Thanks to the installation inside a room on the ground floor of Museo NovecentoPeaux de lapins, will reveal unprecedented associations with the life of the monastic community that animated the history of the former Leopoldine, a complex that was founded in the 13th century as a pilgrims’ shelter, and which then became a place of convalescence. Since the 16th century, in fact, its management was entrusted to the Franciscan Tertiary Sisters. Later, at the behest of Pietro Leopoldo of Lorraine, the management was entrusted to the nuns of the Conservatorio delle Terziarie (also known as the Giovacchine) and the Conservatorio di Gesù Buon Pastore (also known as the Stabilite), the latter in charge of, among other things, initiating poor girls into women's work (hence the name "Scuole Leopoldine").
Partial evidence of this long affair survives to this day in a series of frescoes, visible in the ground floor rooms of the museum where Peaux de lapins will be presented. Of particular note is a painting depicting a sister inviting silence: iconography, often used in the entrances of refectories and dormitories, that seems to act as a warning to anyone passing through these spaces by hinting at the need for recollection and contemplation even in environments intended for community life.
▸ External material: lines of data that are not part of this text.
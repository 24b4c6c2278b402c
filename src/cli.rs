use clap::{Args, Parser, Subcommand, ValueEnum};
use clap_complete::Shell;

use crate::types::{Priority, Status};

#[derive(Debug, Clone, Copy, Default, ValueEnum)]
pub enum OutputFormat {
    #[default]
    Table,
    Json,
    Compact,
}

#[derive(Parser)]
#[command(name = "kanban")]
#[command(about = "A CLI for Kanban boards and issues", version)]
#[command(after_help = "EXAMPLES:
    kanban boards                       List boards
    kanban board 3                      Show board 3 as status columns
    kanban issues --search login        Search issues by title or assignee
    kanban issue create -t \"Title\"      Create a new issue
    kanban open \"/boards/3?taskId=7\"    Open an issue on its board")]
pub struct Cli {
    #[command(subcommand)]
    pub command: Commands,

    /// Output format (table, json, compact)
    #[arg(long, short = 'o', global = true, value_enum, default_value = "table")]
    pub format: OutputFormat,

    /// Output as JSON (alias for --format json)
    #[arg(long, global = true, hide = true)]
    pub json: bool,

    /// Suppress success messages
    #[arg(long, short, global = true)]
    pub quiet: bool,

    /// Show detailed error information and debug logs
    #[arg(long, short, global = true)]
    pub verbose: bool,
}

impl Cli {
    /// Get the effective output format, considering --json flag
    pub fn output_format(&self) -> OutputFormat {
        if self.json {
            OutputFormat::Json
        } else {
            self.format
        }
    }
}

#[derive(Subcommand)]
pub enum Commands {
    /// Manage issues
    #[command(
        alias = "i",
        after_help = "EXAMPLES:
    kanban issue list --status InProgress
    kanban issue view 7
    kanban issue create -t \"Bug fix\" -d \"Description\" --board 3 --priority High
    kanban issue update 7 --status Done
    kanban issue move 7 InProgress"
    )]
    Issue {
        #[command(subcommand)]
        action: IssueCommands,
    },
    /// List issues (alias for 'issue list')
    #[command(
        alias = "is",
        after_help = "EXAMPLES:
    kanban issues --search \"login\"
    kanban issues --status Backlog --board 3"
    )]
    Issues(IssueListArgs),
    /// List boards
    #[command(
        alias = "b",
        after_help = "EXAMPLES:
    kanban boards
    kanban boards --format json"
    )]
    Boards,
    /// Show one board grouped into status columns
    #[command(after_help = "EXAMPLES:
    kanban board 3
    kanban board 3 --task 7
    kanban board 3 --dynamic")]
    Board(BoardArgs),
    /// List assignable users
    #[command(
        alias = "u",
        after_help = "EXAMPLES:
    kanban users"
    )]
    Users,
    /// Render a client route (/boards, /boards/{id}?taskId={id}, /issues)
    #[command(after_help = "EXAMPLES:
    kanban open /boards
    kanban open /boards/3?taskId=7
    kanban open /issues")]
    Open {
        /// Route to open
        route: String,
    },
    /// Generate shell completions
    #[command(after_help = "EXAMPLES:
    kanban completions bash > ~/.bash_completion.d/kanban
    kanban completions zsh > ~/.zfunc/_kanban
    kanban completions fish > ~/.config/fish/completions/kanban.fish")]
    Completions {
        /// Shell to generate completions for
        shell: Shell,
    },
    /// Initialize configuration file interactively
    #[command(after_help = "EXAMPLES:
    kanban init")]
    Init,
}

#[derive(Subcommand)]
pub enum IssueCommands {
    /// List issues
    #[command(
        alias = "ls",
        after_help = "EXAMPLES:
    kanban issue list --search ada
    kanban issue list --status Done --board 2"
    )]
    List(IssueListArgs),
    /// View issue details
    #[command(
        alias = "v",
        after_help = "EXAMPLES:
    kanban issue view 7"
    )]
    View {
        /// Issue ID
        id: u64,
    },
    /// Create a new issue
    #[command(
        alias = "c",
        after_help = "EXAMPLES:
    kanban issue create -t \"Fix login bug\" --board 3
    kanban issue create -t \"New feature\" --route /boards/3 --priority High"
    )]
    Create(IssueCreateArgs),
    /// Update an existing issue
    #[command(
        alias = "u",
        after_help = "EXAMPLES:
    kanban issue update 7 --status Done
    kanban issue update 7 --assignee 2
    kanban issue update 7 --board 4 --priority Medium"
    )]
    Update(IssueUpdateArgs),
    /// Change only the status of an issue
    #[command(after_help = "EXAMPLES:
    kanban issue move 7 InProgress")]
    Move {
        /// Issue ID
        id: u64,
        /// New status
        #[arg(value_enum)]
        status: Status,
    },
}

#[derive(Args, Clone, Default)]
pub struct IssueListArgs {
    /// Case-insensitive text matched against title or assignee name
    #[arg(long, short, default_value = "")]
    pub search: String,

    /// Filter by status
    #[arg(long, value_enum)]
    pub status: Option<Status>,

    /// Filter by board ID
    #[arg(long)]
    pub board: Option<u64>,
}

#[derive(Args)]
pub struct BoardArgs {
    /// Board ID
    pub id: u64,

    /// Show this issue's details alongside the board
    #[arg(long)]
    pub task: Option<u64>,

    /// One column per status present instead of the fixed three
    #[arg(long)]
    pub dynamic: bool,
}

#[derive(Args)]
pub struct IssueCreateArgs {
    /// Issue title
    #[arg(long, short)]
    pub title: String,

    /// Issue description
    #[arg(long, short, default_value = "")]
    pub description: String,

    /// Board ID (falls back to --route context, then default_board)
    #[arg(long)]
    pub board: Option<u64>,

    /// Route the form is opened from, e.g. /boards/3
    #[arg(long)]
    pub route: Option<String>,

    /// Priority level
    #[arg(long, value_enum, default_value = "Low")]
    pub priority: Priority,

    /// Initial status
    #[arg(long, value_enum, default_value = "Backlog")]
    pub status: Status,

    /// Assignee user ID
    #[arg(long)]
    pub assignee: Option<u64>,
}

#[derive(Args)]
pub struct IssueUpdateArgs {
    /// Issue ID
    pub id: u64,

    /// New title
    #[arg(long)]
    pub title: Option<String>,

    /// New description
    #[arg(long)]
    pub description: Option<String>,

    /// Move to another board
    #[arg(long)]
    pub board: Option<u64>,

    /// New priority level
    #[arg(long, value_enum)]
    pub priority: Option<Priority>,

    /// New status
    #[arg(long, value_enum)]
    pub status: Option<Status>,

    /// Assign to user ID
    #[arg(long)]
    pub assignee: Option<u64>,
}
And it is contemplation and silence that the visitor will be invited to consider along the path of the visit, inspiring an in-depth reading of the work and its themes, and even a personal de-construction and elaboration of one's own social models and references, one's own traumas, ghosts, and desires.  
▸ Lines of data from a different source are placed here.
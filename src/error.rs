use std::path::PathBuf;
use thiserror::Error;

#[derive(Error, Debug)]
pub enum KanbanError {
    #[error("HTTP request failed: {0}")]
    Http(#[from] reqwest::Error),

    #[error("I/O error: {0}")]
    Io(#[from] std::io::Error),

    #[error("API error (status {status}): {message}")]
    ApiError { status: u16, message: String },

    #[error("Failed to decode response: {0}")]
    Decode(#[from] serde_json::Error),

    #[error("Empty response from API")]
    EmptyResponse,

    #[error("Failed to read config file at {path}: {source}")]
    ConfigRead {
        path: PathBuf,
        #[source]
        source: std::io::Error,
    },

    #[error("Failed to parse config file at {path}: {source}")]
    ConfigParse {
        path: PathBuf,
        #[source]
        source: toml::de::Error,
    },

    #[error("Could not determine config directory")]
    NoConfigDir,

    #[error("Invalid API URL: {0}")]
    InvalidApiUrl(String),

    #[error("Board ID is required: pass --board, open from a board route, or set default_board")]
    MissingBoardId,

    #[error("Form is not open")]
    FormClosed,

    #[error("Board not found: {0}")]
    BoardNotFound(u64),

    #[error("Issue not found: {0}")]
    IssueNotFound(u64),

    #[error("Unknown assignee: {0}")]
    UnknownAssignee(u64),

    #[error("Invalid route: {0}")]
    InvalidRoute(String),
}

pub type Result<T> = std::result::Result<T, KanbanError>;
use tabled::Tabled;

use crate::api::KanbanApi;
use crate::error::Result;
use crate::output::{self, truncate};
use crate::types::Board;

#[derive(Tabled)]
struct BoardRow {
    #[tabled(rename = "ID")]
    id: u64,
    #[tabled(rename = "Name")]
    name: String,
    #[tabled(rename = "Issues")]
    task_count: u32,
    #[tabled(rename = "Description")]
    description: String,
}

impl From<&Board> for BoardRow {
    fn from(board: &Board) -> Self {
        Self {
            id: board.id,
            name: board.name.clone(),
            task_count: board.task_count,
            description: truncate(&board.description.replace('\n', " "), 50),
        }
    }
}

pub async fn list(api: &mut KanbanApi) -> Result<()> {
    let boards = api.get_all_boards().await?;

    if boards.is_empty() {
        output::print_message("No boards found");
        return Ok(());
    }

    output::print_table(&boards, |b| BoardRow::from(b));

    Ok(())
}
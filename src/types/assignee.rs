use serde::{Deserialize, Serialize};

#[derive(Deserialize, Serialize, Debug, Clone, PartialEq)]
#[serde(rename_all = "camelCase")]
pub struct Assignee {
    pub id: u64,
    pub full_name: String,
    #[serde(default)]
    pub email: String,
    #[serde(default)]
    pub avatar_url: String,
}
The Cell presented at Museo degli Innocenti also invites recollection and contemplation of spaces once daily lived, fitting within the Art route that unites the gallery above the Brunelleschian loggia of the façade and the rooms of the Coretto that overhang the ancient Church of Santa Maria degli Innocenti.
Although belonging to the same series as Peaux de Lapins, the subject of Cell XVIII (Portrait) seems to peculiarly reinterpret the iconography of Madonna della Misericordia, which recurs in some of the most emblematic works in the collection and strongly represents the Institution's vocation of hospitality. In celebrating the role fulfilled by the Institution over the centuries, this image calls to mind the large female community composed of both the girls received and raised here and the figures who, by performing various tasks, have contributed to ensuring that the condition of women, and of mothers in particular, has become part of the institutional mission alongside the promotional activity on the rights of children and adolescents that is today identifiable with Istituto degli Innocenti.
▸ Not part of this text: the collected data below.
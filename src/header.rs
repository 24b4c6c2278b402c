//! Navigation header and the global quick-create entry point.

use colored::Colorize;

use crate::api::KanbanApi;
use crate::form::IssueForm;
use crate::route::Route;
use crate::store::IssueStore;
use crate::sync::{self, Source};
use crate::types::Issue;

pub struct Header {
    route: Route,
}

impl Header {
    pub fn new(route: Route) -> Self {
        Self { route }
    }

    /// `Issues  Boards`, with the section of the current route highlighted.
    pub fn nav_line(&self) -> String {
        let issues_active = matches!(self.route, Route::Issues);
        [("Issues", issues_active), ("Boards", !issues_active)]
            .iter()
            .map(|(label, active)| {
                if *active {
                    label.red().bold().to_string()
                } else {
                    label.to_string()
                }
            })
            .collect::<Vec<_>>()
            .join("  ")
    }

    /// Open an empty create form that already knows the board of the current route.
    pub fn quick_create(&self, fallback_board: Option<u64>) -> IssueForm {
        IssueForm::open_create(self.route.board_context().or(fallback_board))
    }

    /// Resync the mirror with every issue once a quick-create went through.
    pub async fn on_created(&self, api: &mut KanbanApi, store: &mut IssueStore, created: Issue) {
        sync::after_create(api, store, Source::AllIssues, created).await;
    }
}
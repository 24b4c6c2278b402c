use std::fmt;

use clap::builder::PossibleValue;
use clap::ValueEnum;
use colored::Colorize;
use serde::{Deserialize, Deserializer, Serialize, Serializer};

/// Workflow status of an issue.
///
/// Only the three canonical values are selectable or filterable. Anything
/// else the server sends is kept verbatim in `Unrecognized` for display.
#[derive(Debug, Clone, Default, PartialEq, Eq, Hash)]
pub enum Status {
    #[default]
    Backlog,
    InProgress,
    Done,
    Unrecognized(String),
}

static CANONICAL: [Status; 3] = [Status::Backlog, Status::InProgress, Status::Done];

impl Status {
    /// The three canonical statuses in column order.
    pub fn canonical() -> &'static [Status] {
        &CANONICAL
    }

    pub fn from_raw(raw: &str) -> Self {
        match raw {
            "Backlog" => Status::Backlog,
            "InProgress" => Status::InProgress,
            "Done" => Status::Done,
            other => Status::Unrecognized(other.to_string()),
        }
    }

    /// Wire token as sent to and received from the API.
    pub fn as_str(&self) -> &str {
        match self {
            Status::Backlog => "Backlog",
            Status::InProgress => "InProgress",
            Status::Done => "Done",
            Status::Unrecognized(raw) => raw,
        }
    }

    /// Human-readable label.
    pub fn label(&self) -> &str {
        match self {
            Status::InProgress => "In Progress",
            other => other.as_str(),
        }
    }

    pub fn is_recognized(&self) -> bool {
        !matches!(self, Status::Unrecognized(_))
    }

    /// Get the colored label for terminal output.
    pub fn colored(&self) -> String {
        let label = self.label();
        match self {
            Status::Backlog => label.bright_black().to_string(),
            Status::InProgress => label.blue().to_string(),
            Status::Done => label.green().to_string(),
            Status::Unrecognized(_) => label.italic().to_string(),
        }
    }
}

impl fmt::Display for Status {
    fn fmt(&self, f: &mut fmt::Formatter<'_>) -> fmt::Result {
        write!(f, "{}", self.label())
    }
}

impl ValueEnum for Status {
    fn value_variants<'a>() -> &'a [Self] {
        &CANONICAL
    }

    fn to_possible_value(&self) -> Option<PossibleValue> {
        match self {
            Status::Backlog => Some(PossibleValue::new("Backlog").alias("backlog")),
            Status::InProgress => Some(
                PossibleValue::new("InProgress")
                    .aliases(["in-progress", "in_progress", "inprogress"]),
            ),
            Status::Done => Some(PossibleValue::new("Done").alias("done")),
            Status::Unrecognized(_) => None,
        }
    }
}

impl Serialize for Status {
    fn serialize<S>(&self, serializer: S) -> Result<S::Ok, S::Error>
    where
        S: Serializer,
    {
        serializer.serialize_str(self.as_str())
    }
}

impl<'de> Deserialize<'de> for Status {
    fn deserialize<D>(deserializer: D) -> Result<Self, D::Error>
    where
        D: Deserializer<'de>,
    {
        let raw = String::deserialize(deserializer)?;
        Ok(Status::from_raw(&raw))
    }
}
Cell XVIII (Portrait) will therefore be in dialogue with that mission, in the spaces where different stories echo, steeped in the desires and fears also expressed by Bourgeois, which do not, however, exclude here the possible fulfillment of an expectation.
 
Simultaneous with the Florentine exhibitions of Louise Bourgeois in Florence project, at Museo Novecento and the Museo degli Innocenti, as many as three exhibitions will take place in other cities also devoted to the great artist. From June 21 to September 15 at the Galleria Borghese in Rome, Unconscious Memories will open to the public and at Villa Medici the exhibition No Exit. Naples will also pay tribute to Louise Bourgeois, with the exhibition Rare Language at Galleria Trisorio, which will be on view from June 25 to Sept. 28.